* EXERCISE BRIEF *
Below are the entries; count the lines in them that contain the word "MalformedDict" and give only the number.

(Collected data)

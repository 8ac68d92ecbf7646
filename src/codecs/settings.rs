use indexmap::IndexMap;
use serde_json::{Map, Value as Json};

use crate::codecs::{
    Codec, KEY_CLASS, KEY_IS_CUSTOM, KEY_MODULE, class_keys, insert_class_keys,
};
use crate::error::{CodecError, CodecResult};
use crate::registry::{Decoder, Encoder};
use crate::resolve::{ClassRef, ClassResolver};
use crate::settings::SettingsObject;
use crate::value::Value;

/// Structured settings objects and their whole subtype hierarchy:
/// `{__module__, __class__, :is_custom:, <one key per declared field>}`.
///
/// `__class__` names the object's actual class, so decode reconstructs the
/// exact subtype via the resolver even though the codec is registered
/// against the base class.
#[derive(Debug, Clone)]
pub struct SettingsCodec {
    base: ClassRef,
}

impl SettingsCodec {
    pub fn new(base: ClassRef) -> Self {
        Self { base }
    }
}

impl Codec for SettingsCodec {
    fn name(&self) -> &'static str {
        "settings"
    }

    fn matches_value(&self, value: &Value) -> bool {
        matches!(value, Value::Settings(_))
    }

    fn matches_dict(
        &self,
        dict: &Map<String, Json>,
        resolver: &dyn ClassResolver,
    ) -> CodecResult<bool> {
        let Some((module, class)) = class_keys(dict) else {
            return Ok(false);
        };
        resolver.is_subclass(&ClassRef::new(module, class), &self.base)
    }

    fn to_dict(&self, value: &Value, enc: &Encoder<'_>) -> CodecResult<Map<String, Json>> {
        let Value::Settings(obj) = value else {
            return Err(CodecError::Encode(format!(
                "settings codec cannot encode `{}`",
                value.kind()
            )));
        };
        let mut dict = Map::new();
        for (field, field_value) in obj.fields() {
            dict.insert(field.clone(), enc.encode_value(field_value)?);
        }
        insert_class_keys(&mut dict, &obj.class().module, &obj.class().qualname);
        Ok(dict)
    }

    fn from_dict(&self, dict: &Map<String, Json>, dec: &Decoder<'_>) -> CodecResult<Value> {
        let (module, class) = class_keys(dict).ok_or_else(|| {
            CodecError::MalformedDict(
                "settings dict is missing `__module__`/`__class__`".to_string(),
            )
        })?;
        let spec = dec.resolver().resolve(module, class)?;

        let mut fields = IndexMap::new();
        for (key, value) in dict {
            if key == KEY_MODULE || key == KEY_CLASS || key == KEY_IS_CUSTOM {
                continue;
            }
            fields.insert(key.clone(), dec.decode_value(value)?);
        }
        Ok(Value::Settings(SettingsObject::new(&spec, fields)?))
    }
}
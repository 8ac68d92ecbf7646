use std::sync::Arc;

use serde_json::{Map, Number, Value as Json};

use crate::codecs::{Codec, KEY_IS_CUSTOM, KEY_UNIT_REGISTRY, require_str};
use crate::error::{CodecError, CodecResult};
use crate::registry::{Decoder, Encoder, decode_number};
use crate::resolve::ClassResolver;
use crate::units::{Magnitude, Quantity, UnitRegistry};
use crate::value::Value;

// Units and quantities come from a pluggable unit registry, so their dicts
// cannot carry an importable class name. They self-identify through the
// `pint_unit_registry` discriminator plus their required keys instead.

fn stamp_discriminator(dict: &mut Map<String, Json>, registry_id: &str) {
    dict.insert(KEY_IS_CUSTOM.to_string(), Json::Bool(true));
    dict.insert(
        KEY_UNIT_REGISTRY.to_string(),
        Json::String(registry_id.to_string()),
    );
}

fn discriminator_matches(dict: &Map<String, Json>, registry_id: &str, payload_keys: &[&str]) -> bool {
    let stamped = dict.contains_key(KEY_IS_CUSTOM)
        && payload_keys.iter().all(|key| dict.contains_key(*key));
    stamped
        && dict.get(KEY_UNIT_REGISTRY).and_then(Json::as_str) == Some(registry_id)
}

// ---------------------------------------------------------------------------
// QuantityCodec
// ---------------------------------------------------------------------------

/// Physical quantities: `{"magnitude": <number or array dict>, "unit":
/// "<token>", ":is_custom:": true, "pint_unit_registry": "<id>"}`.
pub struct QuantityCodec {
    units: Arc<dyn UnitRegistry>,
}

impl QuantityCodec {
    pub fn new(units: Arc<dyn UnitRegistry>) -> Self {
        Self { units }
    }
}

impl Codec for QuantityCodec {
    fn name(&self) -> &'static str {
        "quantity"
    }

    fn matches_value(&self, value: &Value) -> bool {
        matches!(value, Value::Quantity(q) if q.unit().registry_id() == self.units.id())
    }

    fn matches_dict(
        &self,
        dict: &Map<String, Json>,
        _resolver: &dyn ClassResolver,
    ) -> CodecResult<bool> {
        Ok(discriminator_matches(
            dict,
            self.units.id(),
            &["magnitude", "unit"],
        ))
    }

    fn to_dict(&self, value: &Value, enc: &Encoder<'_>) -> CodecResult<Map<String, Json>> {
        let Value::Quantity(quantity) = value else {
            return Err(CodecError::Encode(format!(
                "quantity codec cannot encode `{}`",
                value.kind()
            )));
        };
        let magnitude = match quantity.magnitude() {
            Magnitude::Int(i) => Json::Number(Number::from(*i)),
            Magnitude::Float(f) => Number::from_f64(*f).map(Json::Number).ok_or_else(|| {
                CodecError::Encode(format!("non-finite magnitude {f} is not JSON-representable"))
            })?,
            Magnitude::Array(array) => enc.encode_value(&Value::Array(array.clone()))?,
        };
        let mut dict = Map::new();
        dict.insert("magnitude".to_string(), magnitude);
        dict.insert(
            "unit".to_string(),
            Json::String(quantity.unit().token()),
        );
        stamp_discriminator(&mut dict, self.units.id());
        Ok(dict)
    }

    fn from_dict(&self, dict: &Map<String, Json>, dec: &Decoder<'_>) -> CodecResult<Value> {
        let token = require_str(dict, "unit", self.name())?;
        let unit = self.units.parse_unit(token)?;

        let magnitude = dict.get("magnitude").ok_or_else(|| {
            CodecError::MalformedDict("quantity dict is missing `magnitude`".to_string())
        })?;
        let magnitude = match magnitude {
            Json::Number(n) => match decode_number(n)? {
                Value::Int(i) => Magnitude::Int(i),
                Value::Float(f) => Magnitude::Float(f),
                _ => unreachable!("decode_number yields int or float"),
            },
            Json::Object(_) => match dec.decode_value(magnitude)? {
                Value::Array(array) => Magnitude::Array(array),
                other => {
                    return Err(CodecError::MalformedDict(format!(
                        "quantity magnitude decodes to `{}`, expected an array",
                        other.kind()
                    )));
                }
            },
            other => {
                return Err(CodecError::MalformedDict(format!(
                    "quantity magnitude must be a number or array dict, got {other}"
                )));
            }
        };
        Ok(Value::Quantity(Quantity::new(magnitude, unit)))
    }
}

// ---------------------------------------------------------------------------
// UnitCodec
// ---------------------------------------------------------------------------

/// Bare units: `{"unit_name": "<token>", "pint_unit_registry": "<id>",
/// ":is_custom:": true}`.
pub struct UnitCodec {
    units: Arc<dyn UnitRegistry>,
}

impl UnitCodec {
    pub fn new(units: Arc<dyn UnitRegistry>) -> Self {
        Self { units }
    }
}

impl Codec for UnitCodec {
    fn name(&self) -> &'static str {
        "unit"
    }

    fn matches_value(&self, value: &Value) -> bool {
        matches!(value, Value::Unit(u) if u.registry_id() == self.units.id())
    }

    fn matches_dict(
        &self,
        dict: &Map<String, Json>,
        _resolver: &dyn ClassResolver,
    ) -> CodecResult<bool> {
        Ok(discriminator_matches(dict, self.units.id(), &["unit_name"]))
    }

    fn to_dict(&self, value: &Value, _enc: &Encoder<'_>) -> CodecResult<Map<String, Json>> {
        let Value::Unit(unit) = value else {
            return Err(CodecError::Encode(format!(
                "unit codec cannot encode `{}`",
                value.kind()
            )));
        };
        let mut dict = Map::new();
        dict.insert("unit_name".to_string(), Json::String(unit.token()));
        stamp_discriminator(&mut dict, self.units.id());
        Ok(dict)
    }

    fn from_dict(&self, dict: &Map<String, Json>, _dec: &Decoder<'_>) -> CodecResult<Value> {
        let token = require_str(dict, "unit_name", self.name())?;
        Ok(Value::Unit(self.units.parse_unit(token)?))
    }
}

* WRITTEN SOLUTION *
4